Here's the decision framework I use with every retake student.

When You Should Retake

Retake if any of these are true:

  • Your score is more than 3 points below the median for your target schools
  • One section is disproportionately low (e.g., 125 CARS with 129s everywhere else)
  • You can identify a specific, fixable reason for underperformance (ran out of time, didn't finish content review, test anxiety)
  • You have 8+ weeks to prepare with a concrete, different study plan

Do NOT retake if:

  • You just want to "try again" without changing anything about how you study
  • You scored within 2 points of your target and your application is otherwise strong
  • Your test date is less than 6 weeks away
  • You're planning to use the same prep company that didn't work the first time
The Kaplan Trap: I've lost count of how many students have told me they used Kaplan (or Princeton Review, or Blueprint) for their first attempt, scored below expectations, and then signed up for the same company again. If a method didn't work the first time, doing more of it won't produce a different result. My student Jenil used Kaplan twice before finding my tutoring — she jumped from the 66th to the 92nd percentile in 10 weeks with a completely different approach.

The Retake Improvement Formula

Based on my experience with hundreds of retakers, here's what drives score improvement:

1. Diagnose Before You Prescribe

Before studying a single chapter, analyze your first exam in detail. For every wrong answer, classify it:

  • Content gap: You didn't know the material
  • Reasoning error: You knew the content but misread the passage, fell for a distractor, or made a logical error
  • Timing error: You knew the answer but ran out of time

Most students scoring 500+ will find that 60-70% of their errors are reasoning and timing — not content. If you spend all your retake prep re-reading textbooks, you're treating the wrong disease.

2. Focus on Your Weakest Section First

Improving a 124 to a 128 is much easier than improving a 129 to a 130. Your lowest section has the most room for growth. My student Michael went from 504 to 519 in 8 weeks — most of the improvement came from his weakest section.

3. Do 3x More Practice Questions

The number one predictor of retake improvement is question volume. If you did 1,000 practice questions the first time, do 3,000 the second time. Use DoctorMCAT's Q-Bank (10,000+ questions) to ensure you never run out of fresh material.

4. Take Your Practice Tests Seriously

Many retakers take practice tests casually because they've "already been through this." That's exactly backwards. Your practice tests should be harder and more realistic than the first time. Take at least 6 full-length tests under strict exam conditions.
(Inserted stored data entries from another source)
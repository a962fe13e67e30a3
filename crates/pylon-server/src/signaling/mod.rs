//! WebRTC signaling between edges and clients.

pub mod hub;
pub mod message;
pub mod service_sync;
pub mod validation;

#[cfg(test)]
mod service_sync_tests;

pub use hub::{ClientConnectError, PeerConnection, SignalingHub};
pub use message::{ClientConnectRequest, SignalingMessage, MAX_FRAME_BYTES};
//! Rotating TURN secret ring.
//!
//! Holds the current shared secret plus an ordered list of grace-period
//! secrets. Validation dominates rotation, so readers take a shared lock
//! just long enough to clone a snapshot out and do all crypto lock-free.
//! The ring is created once at startup and shared by the API handlers,
//! the signaling hub, and the TURN authenticator, so rotation is observed
//! everywhere without a restart.

use std::sync::RwLock;

use tracing::info;

/// Point-in-time view of the secret ring.
#[derive(Debug, Clone)]
pub struct SecretSnapshot {
    pub current: String,
    pub olds: Vec<String>,
    pub ttl_secs: u64,
}

impl SecretSnapshot {
    /// Candidate secrets in validation order: current first, then each
    /// grace secret. Empty entries are skipped.
    pub fn candidates(&self) -> impl Iterator<Item = &str> {
        std::iter::once(self.current.as_str())
            .chain(self.olds.iter().map(String::as_str))
            .filter(|s| !s.is_empty())
    }
}

/// Thread-safe holder of the current and grace-period TURN secrets.
pub struct SecretRing {
    inner: RwLock<SecretSnapshot>,
}

impl SecretRing {
    pub fn new(current: String, olds: Vec<String>, ttl_secs: u64) -> Self {
        Self {
            inner: RwLock::new(SecretSnapshot {
                current,
                olds,
                ttl_secs,
            }),
        }
    }

    /// Consistent point-in-time copy of the ring.
    pub fn snapshot(&self) -> SecretSnapshot {
        match self.inner.read() {
            Ok(guard) => guard.clone(),
            Err(poisoned) => poisoned.into_inner().clone(),
        }
    }

    /// Atomically replace the current secret, the grace list, and the TTL.
    pub fn rotate(&self, current: String, olds: Vec<String>, ttl_secs: u64) {
        let mut guard = match self.inner.write() {
            Ok(guard) => guard,
            Err(poisoned) => poisoned.into_inner(),
        };
        guard.current = current;
        guard.olds = olds;
        guard.ttl_secs = ttl_secs;
        info!(
            grace_secrets = guard.olds.len(),
            ttl_secs, "TURN secrets rotated"
        );
    }
}

#[cfg(test)]
mod tests {
    use super::*;

    #[test]
    fn snapshot_returns_current_then_olds() {
        let ring = SecretRing::new("a".into(), vec!["b".into(), "c".into()], 60);
        let snap = ring.snapshot();
        let candidates: Vec<_> = snap.candidates().collect();
        assert_eq!(candidates, vec!["a", "b", "c"]);
        assert_eq!(snap.ttl_secs, 60);
    }

    #[test]
    fn rotate_replaces_both_atomically() {
        let ring = SecretRing::new("a".into(), vec![], 60);
        ring.rotate("b".into(), vec!["a".into()], 120);

        let snap = ring.snapshot();
        assert_eq!(snap.current, "b");
        assert_eq!(snap.olds, vec!["a".to_string()]);
        assert_eq!(snap.ttl_secs, 120);
    }

    #[test]
    fn candidates_skip_empty_secrets() {
        let ring = SecretRing::new(String::new(), vec!["x".into(), String::new()], 60);
        let snap = ring.snapshot();
        assert_eq!(snap.candidates().collect::<Vec<_>>(), vec!["x"]);
    }

    #[test]
    fn concurrent_snapshots_and_rotations() {
        use std::sync::Arc;

        let ring = Arc::new(SecretRing::new("s0".into(), vec![], 60));
        let mut handles = Vec::new();

        for i in 0..4 {
            let ring = Arc::clone(&ring);
            handles.push(std::thread::spawn(move || {
                for j in 0..100 {
                    if i == 0 {
                        ring.rotate(format!("s{j}"), vec!["old".into()], 60);
                    } else {
                        let snap = ring.snapshot();
                        assert!(!snap.current.is_empty());
                    }
                }
            }));
        }

        for handle in handles {
            handle.join().unwrap();
        }
    }
}
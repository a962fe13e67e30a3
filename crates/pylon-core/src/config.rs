//! Server configuration.
//!
//! The configuration lives in a single YAML file. Loading applies defaults
//! for optional fields and validates the result; the `apikey` CLI rewrites
//! the file in place (mode 0600) when the API key digest changes.

use std::collections::HashMap;
use std::path::{Path, PathBuf};
use std::time::Duration;

use serde::{Deserialize, Serialize};

use crate::error::{Error, Result};

/// Complete server configuration.
#[derive(Debug, Clone, Default, Serialize, Deserialize)]
pub struct Config {
    #[serde(default)]
    pub domain: String,
    #[serde(default)]
    pub email: String,
    #[serde(default)]
    pub cert_dir: PathBuf,

    #[serde(default)]
    pub acme: AcmeConfig,
    #[serde(default)]
    pub turn: TurnConfig,
    #[serde(default)]
    pub signaling: SignalingConfig,
    #[serde(default)]
    pub storage: StorageConfig,
    #[serde(default)]
    pub api: ApiConfig,
    #[serde(default)]
    pub logging: LoggingConfig,
}

/// ACME / certificate acquisition configuration (external boundary).
#[derive(Debug, Clone, Default, Serialize, Deserialize)]
pub struct AcmeConfig {
    #[serde(default)]
    pub enabled: bool,
    #[serde(default)]
    pub ca_url: String,
    #[serde(default)]
    pub challenge: String,
    #[serde(default)]
    pub dns_provider: String,
    #[serde(default)]
    pub dns_config: HashMap<String, String>,
}

/// TURN/STUN server configuration.
#[derive(Debug, Clone, Default, Serialize, Deserialize)]
pub struct TurnConfig {
    #[serde(default)]
    pub realm: String,
    #[serde(default)]
    pub public_ip: String,
    #[serde(default)]
    pub ports: TurnPorts,
    #[serde(default)]
    pub relay_port_range: PortRange,
    #[serde(default)]
    pub auth: TurnAuthConfig,
}

/// TURN listener ports. A zero port disables that listener.
#[derive(Debug, Clone, Copy, Default, Serialize, Deserialize)]
pub struct TurnPorts {
    #[serde(default)]
    pub udp: u16,
    #[serde(default)]
    pub tcp: u16,
    #[serde(default)]
    pub tls: u16,
}

/// Inclusive port range used for relay allocations.
#[derive(Debug, Clone, Copy, Default, Serialize, Deserialize)]
pub struct PortRange {
    #[serde(default)]
    pub min: u16,
    #[serde(default)]
    pub max: u16,
}

/// TURN authentication configuration.
#[derive(Debug, Clone, Default, Serialize, Deserialize)]
pub struct TurnAuthConfig {
    /// Either `rest` (HMAC credentials) or `static` (fixed user table).
    #[serde(default)]
    pub mode: String,
    #[serde(default)]
    pub secret: String,
    #[serde(default)]
    pub old_secrets: Vec<String>,
    #[serde(default)]
    pub ttl_seconds: u64,
    #[serde(default)]
    pub static_users: Vec<StaticUser>,
}

/// A static username/password pair for `static` auth mode.
#[derive(Debug, Clone, Serialize, Deserialize)]
pub struct StaticUser {
    pub username: String,
    pub password: String,
}

/// WebRTC signaling configuration.
#[derive(Debug, Clone, Copy, Default, Serialize, Deserialize)]
pub struct SignalingConfig {
    #[serde(default)]
    pub max_peers_per_room: u32,
    /// Seconds without liveness evidence before a peer is evicted.
    #[serde(default)]
    pub session_timeout: u64,
}

impl SignalingConfig {
    /// Session timeout as a [`Duration`].
    pub fn session_timeout(&self) -> Duration {
        Duration::from_secs(self.session_timeout)
    }
}

/// Durable storage configuration.
#[derive(Debug, Clone, Default, Serialize, Deserialize)]
pub struct StorageConfig {
    /// Path to the SQLite service catalog. Defaults to `data/services.db`.
    #[serde(default)]
    pub database_path: Option<PathBuf>,
}

impl StorageConfig {
    /// Resolved database path.
    pub fn database_path(&self) -> PathBuf {
        self.database_path
            .clone()
            .unwrap_or_else(|| PathBuf::from("data").join("services.db"))
    }
}

/// REST API configuration.
#[derive(Debug, Clone, Default, Serialize, Deserialize)]
pub struct ApiConfig {
    #[serde(default)]
    pub port: u16,
    #[serde(default)]
    pub cors_origins: Vec<String>,
    #[serde(default)]
    pub api_key: ApiKeyConfig,
}

/// Persisted API key digest.
#[derive(Debug, Clone, Default, Serialize, Deserialize)]
pub struct ApiKeyConfig {
    #[serde(default)]
    pub hash: String,
    #[serde(default)]
    pub created_at: String,
}

/// Logging configuration.
#[derive(Debug, Clone, Default, Serialize, Deserialize)]
pub struct LoggingConfig {
    /// One of `trace`, `debug`, `info`, `warn`, `error`.
    #[serde(default)]
    pub level: String,
    /// Either `text` or `json`.
    #[serde(default)]
    pub format: String,
}

impl Config {
    /// Load configuration from a YAML file, apply defaults, and validate.
    pub fn load(path: &Path) -> Result<Self> {
        let mut cfg = Self::load_unchecked(path)?;
        cfg.apply_defaults();
        cfg.validate()?;
        Ok(cfg)
    }

    /// Load configuration without validation (used by the apikey CLI,
    /// which must read partially-configured files).
    pub fn load_unchecked(path: &Path) -> Result<Self> {
        let content = std::fs::read_to_string(path).map_err(|e| {
            Error::Config(format!("Failed to read config file {}: {}", path.display(), e))
        })?;
        serde_yaml::from_str(&content).map_err(|e| {
            Error::Config(format!("Failed to parse config file {}: {}", path.display(), e))
        })
    }

    /// Write the configuration back to disk with owner-only permissions.
    pub fn save(&self, path: &Path) -> Result<()> {
        let yaml = serde_yaml::to_string(self)?;
        std::fs::write(path, yaml)?;
        restrict_permissions(path)?;
        Ok(())
    }

    /// Template configuration written by `apikey generate` when no config
    /// file exists yet.
    pub fn default_template() -> Self {
        let mut cfg = Self {
            domain: "turn.example.com".to_string(),
            email: "admin@example.com".to_string(),
            turn: TurnConfig {
                realm: "example.com".to_string(),
                public_ip: "127.0.0.1".to_string(),
                auth: TurnAuthConfig {
                    mode: "rest".to_string(),
                    secret: "change-this-secret-in-production".to_string(),
                    ..TurnAuthConfig::default()
                },
                ..TurnConfig::default()
            },
            ..Self::default()
        };
        cfg.apply_defaults();
        cfg
    }

    /// Fill in defaults for optional fields left unset by the file.
    pub fn apply_defaults(&mut self) {
        if self.cert_dir.as_os_str().is_empty() {
            self.cert_dir = PathBuf::from("./certs");
        }

        if self.acme.enabled {
            if self.acme.ca_url.is_empty() {
                self.acme.ca_url = "https://acme-v02.api.letsencrypt.org/directory".to_string();
            }
            if self.acme.challenge.is_empty() {
                self.acme.challenge = "http-01".to_string();
            }
        }

        if self.turn.realm.is_empty() {
            self.turn.realm = self.domain.clone();
        }
        if self.turn.ports.udp == 0 {
            self.turn.ports.udp = 3478;
        }
        if self.turn.ports.tcp == 0 {
            self.turn.ports.tcp = 3478;
        }
        if self.turn.ports.tls == 0 {
            self.turn.ports.tls = 5349;
        }
        if self.turn.relay_port_range.min == 0 {
            self.turn.relay_port_range.min = 49152;
        }
        if self.turn.relay_port_range.max == 0 {
            self.turn.relay_port_range.max = 65535;
        }
        if self.turn.auth.ttl_seconds == 0 {
            self.turn.auth.ttl_seconds = 86400;
        }

        if self.signaling.max_peers_per_room == 0 {
            self.signaling.max_peers_per_room = 10;
        }
        if self.signaling.session_timeout == 0 {
            self.signaling.session_timeout = 300;
        }

        if self.api.port == 0 {
            self.api.port = 9000;
        }

        if self.logging.level.is_empty() {
            self.logging.level = "info".to_string();
        }
        if self.logging.format.is_empty() {
            self.logging.format = "text".to_string();
        }
    }

    /// Check the configuration for required fields and consistency.
    pub fn validate(&self) -> Result<()> {
        if self.domain.is_empty() {
            return Err(Error::Config("domain is required".to_string()));
        }

        if self.acme.enabled {
            if self.email.is_empty() {
                return Err(Error::Config(
                    "email is required when ACME is enabled".to_string(),
                ));
            }
            match self.acme.challenge.as_str() {
                "http-01" | "tls-alpn-01" | "dns-01" => {}
                other => {
                    return Err(Error::Config(format!(
                        "invalid ACME challenge type: {other}"
                    )));
                }
            }
            if self.acme.challenge == "dns-01" && self.acme.dns_provider.is_empty() {
                return Err(Error::Config(
                    "dns_provider is required for dns-01 challenge".to_string(),
                ));
            }
        }

        match self.turn.auth.mode.as_str() {
            "rest" => {
                if self.turn.auth.secret.is_empty() {
                    return Err(Error::Config(
                        "auth secret is required for REST mode".to_string(),
                    ));
                }
            }
            "static" => {
                if self.turn.auth.static_users.is_empty() {
                    return Err(Error::Config(
                        "at least one static user is required for static auth mode".to_string(),
                    ));
                }
            }
            other => {
                return Err(Error::Config(format!(
                    "invalid auth mode: {other} (must be 'rest' or 'static')"
                )));
            }
        }

        Ok(())
    }
}

/// Rewrite the persisted API key digest in the config file.
pub fn set_api_key(path: &Path, hash: &str, created_at: &str) -> Result<()> {
    let mut cfg = Config::load_unchecked(path)?;
    cfg.api.api_key.hash = hash.to_string();
    cfg.api.api_key.created_at = created_at.to_string();
    cfg.save(path)
}

#[cfg(unix)]
fn restrict_permissions(path: &Path) -> Result<()> {
    use std::os::unix::fs::PermissionsExt;
    std::fs::set_permissions(path, std::fs::Permissions::from_mode(0o600))?;
    Ok(())
}

#[cfg(not(unix))]
fn restrict_permissions(_path: &Path) -> Result<()> {
    Ok(())
}

#[cfg(test)]
mod tests {
    use super::*;

    fn minimal() -> Config {
        let mut cfg = Config {
            domain: "turn.example.com".to_string(),
            ..Config::default()
        };
        cfg.turn.auth.mode = "rest".to_string();
        cfg.turn.auth.secret = "s3cret".to_string();
        cfg.apply_defaults();
        cfg
    }

    #[test]
    fn defaults_fill_ports_and_timeouts() {
        let cfg = minimal();
        assert_eq!(cfg.turn.ports.udp, 3478);
        assert_eq!(cfg.turn.ports.tls, 5349);
        assert_eq!(cfg.turn.relay_port_range.min, 49152);
        assert_eq!(cfg.turn.auth.ttl_seconds, 86400);
        assert_eq!(cfg.signaling.session_timeout, 300);
        assert_eq!(cfg.api.port, 9000);
        assert_eq!(cfg.logging.level, "info");
    }

    #[test]
    fn realm_defaults_to_domain() {
        let cfg = minimal();
        assert_eq!(cfg.turn.realm, "turn.example.com");
    }

    #[test]
    fn validate_requires_domain() {
        let mut cfg = minimal();
        cfg.domain.clear();
        assert!(cfg.validate().is_err());
    }

    #[test]
    fn validate_rejects_unknown_auth_mode() {
        let mut cfg = minimal();
        cfg.turn.auth.mode = "oauth".to_string();
        assert!(cfg.validate().is_err());
    }

    #[test]
    fn validate_rest_mode_requires_secret() {
        let mut cfg = minimal();
        cfg.turn.auth.secret.clear();
        assert!(cfg.validate().is_err());
    }

    #[test]
    fn validate_static_mode_requires_users() {
        let mut cfg = minimal();
        cfg.turn.auth.mode = "static".to_string();
        assert!(cfg.validate().is_err());

        cfg.turn.auth.static_users.push(StaticUser {
            username: "alice".to_string(),
            password: "pw".to_string(),
        });
        assert!(cfg.validate().is_ok());
    }

    #[test]
    fn validate_acme_dns_challenge_requires_provider() {
        let mut cfg = minimal();
        cfg.acme.enabled = true;
        cfg.email = "ops@example.com".to_string();
        cfg.acme.challenge = "dns-01".to_string();
        assert!(cfg.validate().is_err());

        cfg.acme.dns_provider = "cloudflare".to_string();
        assert!(cfg.validate().is_ok());
    }

    #[test]
    fn yaml_roundtrip_preserves_api_key() {
        let dir = std::env::temp_dir().join("pylon-config-test");
        let _ = std::fs::remove_dir_all(&dir);
        std::fs::create_dir_all(&dir).unwrap();
        let path = dir.join("config.yaml");

        let cfg = Config::default_template();
        cfg.save(&path).unwrap();

        set_api_key(&path, "salt:hash", "2026-01-01T00:00:00Z").unwrap();

        let loaded = Config::load(&path).unwrap();
        assert_eq!(loaded.api.api_key.hash, "salt:hash");
        assert_eq!(loaded.api.api_key.created_at, "2026-01-01T00:00:00Z");

        let _ = std::fs::remove_dir_all(&dir);
    }

    #[test]
    fn default_template_validates() {
        assert!(Config::default_template().validate().is_ok());
    }

    #[test]
    fn load_rejects_malformed_yaml() {
        let dir = std::env::temp_dir().join("pylon-config-bad");
        let _ = std::fs::remove_dir_all(&dir);
        std::fs::create_dir_all(&dir).unwrap();
        let path = dir.join("config.yaml");
        std::fs::write(&path, "domain: [unterminated").unwrap();

        assert!(Config::load(&path).is_err());

        let _ = std::fs::remove_dir_all(&dir);
    }
}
How Medical Schools View Retakes

Most schools see all your MCAT scores. A significant improvement (5+ points) is viewed positively — it shows persistence and growth. A marginal improvement (1-2 points) or a score decrease raises concerns.

The worst outcome is retaking and scoring the same or lower. This is why preparation must be fundamentally different the second time — not just "more of the same."

Real Results: Samuel went from 500 to 511 (+11 points) and got into the University of Miami Miller School of Medicine. Donna improved from 506 to 510 and got multiple medical school offers including UC Riverside. These aren't outliers — they're what happens when you change the method, not just the effort.